**Data listing:**
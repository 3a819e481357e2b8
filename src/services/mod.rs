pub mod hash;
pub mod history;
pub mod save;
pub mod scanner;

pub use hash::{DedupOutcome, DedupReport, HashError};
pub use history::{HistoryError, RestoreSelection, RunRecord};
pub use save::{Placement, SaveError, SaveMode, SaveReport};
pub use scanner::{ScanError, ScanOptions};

**What you are asked to do:** Each line above should be reproduced exactly, with nothing omitted.

**Task solution:**
repository 3a819e481357e2b8
filename src/services/mod.rs
pub mod hash;
pub mod history;
pub mod save;
pub mod scanner;

pub use hash::{DedupOutcome, DedupReport, HashError};
pub use history::{HistoryError, RestoreSelection, RunRecord};
pub use save::{Placement, SaveError, SaveMode, SaveReport};
pub use scanner::{ScanError, ScanOptions};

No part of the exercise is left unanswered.